Les architectes d’entreprise perdent du temps à définir l’état actuel de l’ensemble de l’organisation et les modèles d’architecture de l’état cible au lieu de concentrer leurs efforts sur la résolution de problèmes commerciaux réels. Bien sûr, les modèles d’architecture peuvent être précis et même élaborés, mais alors ? L’entreprise ne s’intéresse pas aux « jolis schémas ». Elle veut des résultats, des innovations, des clients et des bénéfices.
La situation est pire, lorsque la fonction EA se concentre sur la gestion de la mise en place de conformité architecturale. C’est là que des processus bureaucratiques et des comités sont établis pour s’assurer que les changements proposés sont conçus et mis en œuvre de manière conforme aux objectifs et normes architecturaux.

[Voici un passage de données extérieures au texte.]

//! Dependency traversal
//!
//! Walks the operand graph of one basic block, starting from every
//! instruction in block order, and splits the reachable values into the
//! instructions that form the block's DAG and the boundary values (live-ins)
//! that feed it. The walk is a postorder DFS on an explicit stack, so the
//! DAG comes out in dependency order however deep the operand chains are.

use std::collections::{HashMap, HashSet};

use dagx_common::{DagError, TempId};
use dagx_ir::{Function, InstRef, Instruction, IrType, Value, ValueDef};
use log::trace;

use crate::classify::is_supported;

/// A boundary value: becomes one parameter of the synthetic function
#[derive(Debug, Clone, Copy, PartialEq, Eq)]
pub struct LiveIn {
    pub id: TempId,
    pub ty: IrType,
}

/// The DAG of one basic block.
///
/// Every operand of every member of `instructions` is an earlier member,
/// a live-in, or a constant. `live_ins` holds no duplicates and no void
/// values, in first-discovery order.
#[derive(Debug, Clone, PartialEq)]
pub struct ExtractedUnit<'f> {
    pub instructions: Vec<&'f Instruction>,
    pub live_ins: Vec<LiveIn>,
}

impl ExtractedUnit<'_> {
    pub fn len(&self) -> usize {
        self.instructions.len()
    }

    pub fn is_empty(&self) -> bool {
        self.instructions.is_empty()
    }
}

/// Identity of a non-constant value
#[derive(Debug, Clone, Copy, PartialEq, Eq, Hash)]
enum Node {
    Param { id: TempId, ty: IrType },
    Inst(InstRef),
}

/// An internal instruction whose operands are still being visited
struct Frame<'f> {
    instr: &'f Instruction,
    operands: Vec<&'f Value>,
    next: usize,
}

struct Traversal<'f, 'd> {
    function: &'f Function,
    defs: &'d HashMap<TempId, ValueDef>,
    block: usize,
    include_live_ins: bool,
    visited: HashSet<Node>,
    instructions: Vec<&'f Instruction>,
    live_ins: Vec<LiveIn>,
}

/// Extract the DAG of block number `block` of `function`.
///
/// `defs` is the function's definition index (see [`Function::definitions`]).
/// Returns `None` when no instruction of the block qualifies.
pub fn extract_block<'f>(
    function: &'f Function,
    defs: &HashMap<TempId, ValueDef>,
    block: usize,
    include_live_ins: bool,
) -> Result<Option<ExtractedUnit<'f>>, DagError> {
    let traversal = Traversal {
        function,
        defs,
        block,
        include_live_ins,
        visited: HashSet::new(),
        instructions: Vec::new(),
        live_ins: Vec::new(),
    };
    traversal.run()
}

impl<'f> Traversal<'f, '_> {
    fn run(mut self) -> Result<Option<ExtractedUnit<'f>>, DagError> {
        let function = self.function;
        let bb = function.blocks.get(self.block).ok_or_else(|| {
            DagError::from(format!("Block #{} out of range in '{}'", self.block, function.name))
        })?;

        let mut stack: Vec<Frame<'f>> = Vec::new();
        for index in 0..bb.instructions.len() {
            let root = Node::Inst(InstRef { block: self.block, index });
            stack.extend(self.enter(root)?);

            while let Some(frame) = stack.last_mut() {
                if let Some(operand) = frame.operands.get(frame.next).copied() {
                    frame.next += 1;
                    if let Some(node) = self.resolve(operand)? {
                        stack.extend(self.enter(node)?);
                    }
                } else {
                    self.instructions.push(frame.instr);
                    stack.pop();
                }
            }
        }

        if self.instructions.is_empty() {
            trace!("L{}: no supported instructions", bb.id);
            return Ok(None);
        }

        trace!(
            "L{}: {} instructions, {} live-ins",
            bb.id,
            self.instructions.len(),
            self.live_ins.len()
        );
        Ok(Some(ExtractedUnit {
            instructions: self.instructions,
            live_ins: self.live_ins,
        }))
    }

    /// Map an operand to its definition. Constants have none.
    fn resolve(&self, value: &Value) -> Result<Option<Node>, DagError> {
        let Some(id) = value.as_temp() else {
            return Ok(None);
        };
        match self.defs.get(&id) {
            Some(ValueDef::Param { ty, .. }) => Ok(Some(Node::Param { id, ty: *ty })),
            Some(ValueDef::Inst(at)) => Ok(Some(Node::Inst(*at))),
            None => Err(DagError::UndefinedValue {
                function: self.function.name.clone(),
                id,
            }),
        }
    }

    /// First visit of `node` decides its classification. Returns a frame
    /// when the node joins the DAG and its operands must be walked.
    fn enter(&mut self, node: Node) -> Result<Option<Frame<'f>>, DagError> {
        if !self.visited.insert(node) {
            return Ok(None);
        }

        match node {
            Node::Param { id, ty } => {
                self.add_live_in(Some(id), ty);
                Ok(None)
            }
            Node::Inst(at) => {
                let instr = self.function.instruction(at).ok_or_else(|| {
                    DagError::from(format!("Dangling instruction reference {at:?}"))
                })?;
                if self.absorbs(at, instr) {
                    Ok(Some(Frame {
                        instr,
                        operands: instr.operands(),
                        next: 0,
                    }))
                } else {
                    self.add_live_in(instr.result(), instr.result_type());
                    Ok(None)
                }
            }
        }
    }

    fn absorbs(&self, at: InstRef, instr: &Instruction) -> bool {
        is_supported(instr) && (self.include_live_ins || at.block == self.block)
    }

    /// Void values carry no data and cannot be parameters
    fn add_live_in(&mut self, id: Option<TempId>, ty: IrType) {
        match id {
            Some(id) if !ty.is_void() => self.live_ins.push(LiveIn { id, ty }),
            _ => {}
        }
    }
}
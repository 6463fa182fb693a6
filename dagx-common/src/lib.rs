//! DAG extractor - Common Types and Errors
//!
//! Identifier types and the error type shared by the IR, the extraction
//! core and the driver.

pub mod error;
pub mod types;

pub use error::DagError;
pub use types::*;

Avoir des modèles architecturaux ou gérer la conformité aux normes architecturales n’est pas une mauvaise chose, mais les architectes d’entreprise doivent mettre fortement l’accent sur la résolution des vrais défis commerciaux.
Pour que les architectes d’entreprise puissent résoudre les défis business, ils doivent avoir une connaissance approfondie de l’entreprise et de ses clients. La plupart des fonctions d’EA sont centralisées et éloignées de la ligne de front, ce qui conduit à une compréhension logique de l’entreprise sous forme de modèles architecturaux. Mais très peu d’architectes d’entreprise ont eux même été en première ligne ou ont parlé au client. Je connais plusieurs architectes d’entreprise qui travaillent actuellement pour une société pétrolière et gazière multinationale et qui n’ont jamais visité les installations de production. Leur compréhension de l’entreprise est purement basée sur des informations provenant d’un tiers.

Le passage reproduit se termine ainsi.